TASK PROMPT: Copy all lines containing the string "BTreeMap" from the records below.
Segment Start: DATA FOR THE TASK
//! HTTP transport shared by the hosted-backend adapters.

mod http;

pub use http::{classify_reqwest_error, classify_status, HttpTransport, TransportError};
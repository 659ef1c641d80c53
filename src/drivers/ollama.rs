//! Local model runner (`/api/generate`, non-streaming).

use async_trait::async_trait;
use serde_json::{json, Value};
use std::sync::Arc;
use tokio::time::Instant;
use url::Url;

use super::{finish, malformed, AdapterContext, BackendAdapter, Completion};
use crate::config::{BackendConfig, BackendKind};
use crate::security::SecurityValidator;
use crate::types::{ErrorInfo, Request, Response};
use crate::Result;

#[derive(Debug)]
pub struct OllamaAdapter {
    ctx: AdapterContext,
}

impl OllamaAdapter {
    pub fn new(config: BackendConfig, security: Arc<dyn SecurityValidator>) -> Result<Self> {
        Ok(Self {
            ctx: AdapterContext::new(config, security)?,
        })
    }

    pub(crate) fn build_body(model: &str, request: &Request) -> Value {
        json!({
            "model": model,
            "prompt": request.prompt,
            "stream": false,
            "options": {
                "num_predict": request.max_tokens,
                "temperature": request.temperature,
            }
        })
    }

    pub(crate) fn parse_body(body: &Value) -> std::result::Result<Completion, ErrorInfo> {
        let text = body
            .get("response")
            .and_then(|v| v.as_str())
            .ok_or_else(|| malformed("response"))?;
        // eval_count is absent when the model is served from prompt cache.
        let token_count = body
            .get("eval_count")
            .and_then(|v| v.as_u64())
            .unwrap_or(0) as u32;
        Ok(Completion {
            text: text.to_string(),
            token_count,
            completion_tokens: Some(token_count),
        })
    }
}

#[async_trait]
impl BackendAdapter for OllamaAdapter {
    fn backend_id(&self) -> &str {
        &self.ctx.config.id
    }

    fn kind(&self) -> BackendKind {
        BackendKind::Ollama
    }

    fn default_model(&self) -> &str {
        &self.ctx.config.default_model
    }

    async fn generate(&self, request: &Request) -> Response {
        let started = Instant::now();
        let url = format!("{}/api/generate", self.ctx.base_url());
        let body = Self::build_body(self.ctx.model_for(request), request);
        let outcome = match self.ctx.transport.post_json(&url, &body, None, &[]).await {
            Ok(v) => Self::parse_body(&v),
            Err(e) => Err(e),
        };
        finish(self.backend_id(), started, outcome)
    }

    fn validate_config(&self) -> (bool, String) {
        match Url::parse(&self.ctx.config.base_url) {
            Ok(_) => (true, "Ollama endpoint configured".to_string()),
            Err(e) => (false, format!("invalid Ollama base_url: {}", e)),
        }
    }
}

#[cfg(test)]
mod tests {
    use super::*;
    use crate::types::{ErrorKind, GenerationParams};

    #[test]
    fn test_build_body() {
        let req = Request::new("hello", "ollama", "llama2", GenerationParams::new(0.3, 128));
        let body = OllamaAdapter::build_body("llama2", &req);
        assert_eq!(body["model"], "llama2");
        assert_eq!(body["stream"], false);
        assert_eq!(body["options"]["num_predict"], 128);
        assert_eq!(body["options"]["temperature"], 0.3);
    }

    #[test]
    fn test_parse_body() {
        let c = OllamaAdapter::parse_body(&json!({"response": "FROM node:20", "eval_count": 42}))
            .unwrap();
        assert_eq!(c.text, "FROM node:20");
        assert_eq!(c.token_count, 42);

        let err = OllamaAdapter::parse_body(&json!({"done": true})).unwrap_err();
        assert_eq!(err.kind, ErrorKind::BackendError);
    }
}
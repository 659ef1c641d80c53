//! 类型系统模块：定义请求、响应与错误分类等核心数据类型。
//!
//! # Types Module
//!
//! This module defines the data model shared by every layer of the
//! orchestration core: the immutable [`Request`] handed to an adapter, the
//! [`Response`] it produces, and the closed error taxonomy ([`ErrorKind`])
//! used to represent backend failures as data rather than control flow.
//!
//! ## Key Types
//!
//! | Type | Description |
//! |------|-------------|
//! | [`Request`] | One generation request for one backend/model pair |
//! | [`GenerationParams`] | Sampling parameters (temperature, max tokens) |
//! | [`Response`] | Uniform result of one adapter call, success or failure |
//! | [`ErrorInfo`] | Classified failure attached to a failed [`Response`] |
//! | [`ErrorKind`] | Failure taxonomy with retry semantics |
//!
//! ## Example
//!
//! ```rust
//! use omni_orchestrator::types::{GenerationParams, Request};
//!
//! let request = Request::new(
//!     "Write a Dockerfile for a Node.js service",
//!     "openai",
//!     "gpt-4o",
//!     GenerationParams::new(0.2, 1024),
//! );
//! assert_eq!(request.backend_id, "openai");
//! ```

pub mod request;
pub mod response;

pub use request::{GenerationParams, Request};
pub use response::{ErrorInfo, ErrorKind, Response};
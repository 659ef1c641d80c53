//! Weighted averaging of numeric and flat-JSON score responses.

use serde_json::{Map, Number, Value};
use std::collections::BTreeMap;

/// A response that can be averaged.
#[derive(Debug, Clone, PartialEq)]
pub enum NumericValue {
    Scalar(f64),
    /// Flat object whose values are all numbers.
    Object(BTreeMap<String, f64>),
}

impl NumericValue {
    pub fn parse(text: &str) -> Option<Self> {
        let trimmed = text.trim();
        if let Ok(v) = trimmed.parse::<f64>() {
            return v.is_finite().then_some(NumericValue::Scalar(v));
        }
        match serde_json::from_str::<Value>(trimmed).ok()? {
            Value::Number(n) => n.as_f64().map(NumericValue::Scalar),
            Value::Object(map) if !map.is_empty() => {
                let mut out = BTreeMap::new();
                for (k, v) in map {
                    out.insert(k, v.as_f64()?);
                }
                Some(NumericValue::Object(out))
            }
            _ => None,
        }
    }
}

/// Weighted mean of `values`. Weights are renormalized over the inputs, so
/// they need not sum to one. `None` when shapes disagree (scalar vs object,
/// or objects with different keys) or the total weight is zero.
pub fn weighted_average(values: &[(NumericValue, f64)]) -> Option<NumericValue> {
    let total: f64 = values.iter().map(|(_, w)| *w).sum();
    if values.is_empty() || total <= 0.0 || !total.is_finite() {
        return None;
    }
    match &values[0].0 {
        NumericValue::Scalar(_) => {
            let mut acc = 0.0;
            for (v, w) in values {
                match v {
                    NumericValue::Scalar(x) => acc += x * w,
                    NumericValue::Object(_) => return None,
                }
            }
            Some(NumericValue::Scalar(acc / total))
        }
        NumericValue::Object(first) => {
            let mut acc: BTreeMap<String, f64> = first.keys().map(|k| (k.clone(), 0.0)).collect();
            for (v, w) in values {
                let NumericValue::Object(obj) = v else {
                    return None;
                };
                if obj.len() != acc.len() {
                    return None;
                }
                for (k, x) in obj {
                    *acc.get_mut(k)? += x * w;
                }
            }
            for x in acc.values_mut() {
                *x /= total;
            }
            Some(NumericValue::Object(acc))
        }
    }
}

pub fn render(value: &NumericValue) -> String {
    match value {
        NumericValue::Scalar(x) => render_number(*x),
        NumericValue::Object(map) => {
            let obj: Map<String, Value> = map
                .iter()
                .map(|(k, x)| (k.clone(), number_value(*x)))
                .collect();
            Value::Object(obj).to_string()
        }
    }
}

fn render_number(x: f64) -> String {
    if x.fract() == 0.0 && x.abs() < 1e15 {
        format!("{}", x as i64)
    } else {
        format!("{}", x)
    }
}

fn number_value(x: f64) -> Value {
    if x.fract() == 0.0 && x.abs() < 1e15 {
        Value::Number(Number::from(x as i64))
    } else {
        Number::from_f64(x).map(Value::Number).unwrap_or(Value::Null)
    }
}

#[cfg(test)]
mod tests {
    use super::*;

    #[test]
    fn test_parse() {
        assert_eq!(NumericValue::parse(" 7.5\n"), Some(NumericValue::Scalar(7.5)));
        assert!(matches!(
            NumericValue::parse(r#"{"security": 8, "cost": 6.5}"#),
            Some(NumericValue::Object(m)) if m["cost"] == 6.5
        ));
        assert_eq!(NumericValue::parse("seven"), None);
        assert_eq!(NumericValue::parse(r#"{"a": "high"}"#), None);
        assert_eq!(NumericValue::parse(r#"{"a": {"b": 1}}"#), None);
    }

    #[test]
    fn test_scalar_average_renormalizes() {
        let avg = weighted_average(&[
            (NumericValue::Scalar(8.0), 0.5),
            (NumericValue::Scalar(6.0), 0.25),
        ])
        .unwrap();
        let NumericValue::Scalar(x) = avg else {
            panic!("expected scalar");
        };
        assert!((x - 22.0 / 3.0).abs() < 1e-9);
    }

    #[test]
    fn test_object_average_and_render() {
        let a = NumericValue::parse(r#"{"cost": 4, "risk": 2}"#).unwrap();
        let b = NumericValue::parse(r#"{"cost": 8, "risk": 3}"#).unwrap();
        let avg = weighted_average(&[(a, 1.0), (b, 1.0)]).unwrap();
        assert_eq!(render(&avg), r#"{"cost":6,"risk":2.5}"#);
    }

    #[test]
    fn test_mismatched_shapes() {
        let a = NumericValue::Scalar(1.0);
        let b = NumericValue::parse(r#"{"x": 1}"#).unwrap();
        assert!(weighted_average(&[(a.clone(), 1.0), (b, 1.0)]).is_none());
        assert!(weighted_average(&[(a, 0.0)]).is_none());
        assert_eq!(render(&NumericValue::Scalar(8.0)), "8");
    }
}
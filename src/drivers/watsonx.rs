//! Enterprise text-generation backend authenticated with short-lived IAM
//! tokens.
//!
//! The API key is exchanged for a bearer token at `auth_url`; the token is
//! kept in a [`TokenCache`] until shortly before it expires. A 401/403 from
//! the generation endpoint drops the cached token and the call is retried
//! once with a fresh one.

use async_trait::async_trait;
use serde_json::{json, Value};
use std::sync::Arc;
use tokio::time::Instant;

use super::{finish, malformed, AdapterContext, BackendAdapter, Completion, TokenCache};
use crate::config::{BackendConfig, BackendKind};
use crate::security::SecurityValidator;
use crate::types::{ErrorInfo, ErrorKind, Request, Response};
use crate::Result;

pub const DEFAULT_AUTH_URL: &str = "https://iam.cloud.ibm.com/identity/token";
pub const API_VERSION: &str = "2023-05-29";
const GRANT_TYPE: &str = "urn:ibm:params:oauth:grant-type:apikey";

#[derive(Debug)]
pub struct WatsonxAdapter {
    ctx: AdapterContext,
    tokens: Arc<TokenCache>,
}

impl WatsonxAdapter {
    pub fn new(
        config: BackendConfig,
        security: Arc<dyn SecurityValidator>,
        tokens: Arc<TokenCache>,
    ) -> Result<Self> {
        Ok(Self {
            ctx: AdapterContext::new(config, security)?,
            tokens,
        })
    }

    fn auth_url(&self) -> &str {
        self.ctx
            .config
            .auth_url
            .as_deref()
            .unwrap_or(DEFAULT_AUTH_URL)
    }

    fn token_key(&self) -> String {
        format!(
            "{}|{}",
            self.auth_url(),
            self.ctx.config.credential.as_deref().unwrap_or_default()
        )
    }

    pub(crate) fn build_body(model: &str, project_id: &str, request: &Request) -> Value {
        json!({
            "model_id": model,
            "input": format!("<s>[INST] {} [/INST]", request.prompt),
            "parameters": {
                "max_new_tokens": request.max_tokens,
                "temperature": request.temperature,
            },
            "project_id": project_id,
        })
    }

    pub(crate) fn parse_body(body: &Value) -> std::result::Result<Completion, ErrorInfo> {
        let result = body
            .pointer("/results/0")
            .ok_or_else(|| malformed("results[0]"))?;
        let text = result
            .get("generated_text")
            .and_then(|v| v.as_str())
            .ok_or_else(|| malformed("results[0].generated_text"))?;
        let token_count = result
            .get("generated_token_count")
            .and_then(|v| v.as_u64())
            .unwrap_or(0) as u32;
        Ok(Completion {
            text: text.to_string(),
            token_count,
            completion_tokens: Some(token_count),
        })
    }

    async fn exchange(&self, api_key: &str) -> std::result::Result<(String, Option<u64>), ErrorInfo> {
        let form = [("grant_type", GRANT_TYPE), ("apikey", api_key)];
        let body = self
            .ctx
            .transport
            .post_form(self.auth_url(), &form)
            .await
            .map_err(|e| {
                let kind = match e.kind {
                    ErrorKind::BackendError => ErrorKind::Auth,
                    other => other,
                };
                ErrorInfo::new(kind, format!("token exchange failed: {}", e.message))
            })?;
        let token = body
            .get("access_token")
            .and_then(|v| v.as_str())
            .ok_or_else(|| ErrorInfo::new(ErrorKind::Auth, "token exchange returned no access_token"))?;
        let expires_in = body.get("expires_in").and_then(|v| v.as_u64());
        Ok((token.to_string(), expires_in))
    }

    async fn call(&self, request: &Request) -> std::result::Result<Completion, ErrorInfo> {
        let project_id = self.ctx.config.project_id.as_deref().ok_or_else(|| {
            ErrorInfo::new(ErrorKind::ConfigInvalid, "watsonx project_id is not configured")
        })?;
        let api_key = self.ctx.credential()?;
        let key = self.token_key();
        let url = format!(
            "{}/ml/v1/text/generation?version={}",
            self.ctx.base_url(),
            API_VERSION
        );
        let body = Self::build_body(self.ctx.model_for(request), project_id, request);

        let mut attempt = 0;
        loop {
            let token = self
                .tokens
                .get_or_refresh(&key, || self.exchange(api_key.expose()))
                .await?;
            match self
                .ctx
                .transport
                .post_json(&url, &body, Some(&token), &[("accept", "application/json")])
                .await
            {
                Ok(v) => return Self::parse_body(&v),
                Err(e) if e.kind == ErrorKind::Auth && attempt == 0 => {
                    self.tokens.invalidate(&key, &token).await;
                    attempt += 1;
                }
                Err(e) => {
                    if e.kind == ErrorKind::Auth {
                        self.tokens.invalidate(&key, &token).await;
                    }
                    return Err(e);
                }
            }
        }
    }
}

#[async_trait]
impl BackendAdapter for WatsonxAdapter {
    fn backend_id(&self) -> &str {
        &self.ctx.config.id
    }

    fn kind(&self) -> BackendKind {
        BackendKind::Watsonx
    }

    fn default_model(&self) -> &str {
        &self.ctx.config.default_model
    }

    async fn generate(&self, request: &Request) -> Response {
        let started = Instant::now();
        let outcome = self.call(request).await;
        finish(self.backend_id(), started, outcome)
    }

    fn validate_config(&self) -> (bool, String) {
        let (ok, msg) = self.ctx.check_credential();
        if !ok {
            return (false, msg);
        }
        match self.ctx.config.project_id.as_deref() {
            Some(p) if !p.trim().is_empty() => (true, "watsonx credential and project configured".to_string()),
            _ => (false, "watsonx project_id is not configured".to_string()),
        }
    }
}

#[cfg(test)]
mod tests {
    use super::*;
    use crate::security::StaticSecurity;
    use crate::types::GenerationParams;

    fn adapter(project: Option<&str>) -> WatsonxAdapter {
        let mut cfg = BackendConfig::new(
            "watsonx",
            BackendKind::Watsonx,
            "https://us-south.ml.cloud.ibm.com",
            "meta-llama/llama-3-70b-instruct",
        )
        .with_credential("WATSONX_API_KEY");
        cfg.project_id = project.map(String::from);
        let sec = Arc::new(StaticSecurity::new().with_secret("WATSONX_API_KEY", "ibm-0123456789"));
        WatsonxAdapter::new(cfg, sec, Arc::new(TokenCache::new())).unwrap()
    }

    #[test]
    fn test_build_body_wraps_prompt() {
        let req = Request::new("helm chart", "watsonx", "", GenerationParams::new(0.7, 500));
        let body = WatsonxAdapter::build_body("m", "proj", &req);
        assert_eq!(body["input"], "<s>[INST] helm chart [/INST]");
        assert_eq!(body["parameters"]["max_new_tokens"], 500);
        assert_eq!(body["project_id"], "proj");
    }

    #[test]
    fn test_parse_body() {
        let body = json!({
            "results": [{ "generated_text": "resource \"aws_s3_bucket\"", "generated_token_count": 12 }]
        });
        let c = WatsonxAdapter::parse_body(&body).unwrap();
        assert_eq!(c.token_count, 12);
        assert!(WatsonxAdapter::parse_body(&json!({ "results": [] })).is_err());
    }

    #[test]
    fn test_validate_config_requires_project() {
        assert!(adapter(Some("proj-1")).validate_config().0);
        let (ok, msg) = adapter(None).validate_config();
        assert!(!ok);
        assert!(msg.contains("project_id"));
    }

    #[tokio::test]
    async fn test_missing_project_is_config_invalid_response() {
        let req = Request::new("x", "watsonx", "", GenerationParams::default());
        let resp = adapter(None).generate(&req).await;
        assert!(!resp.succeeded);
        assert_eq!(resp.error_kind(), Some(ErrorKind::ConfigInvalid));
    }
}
Segment End: DATA FOR THE TASK
RESPONSE TO THE EXERCISE:
use std::collections::BTreeMap;
    Object(BTreeMap<String, f64>),
                let mut out = BTreeMap::new();
            let mut acc: BTreeMap<String, f64> = first.keys().map(|k| (k.clone(), 0.0)).collect();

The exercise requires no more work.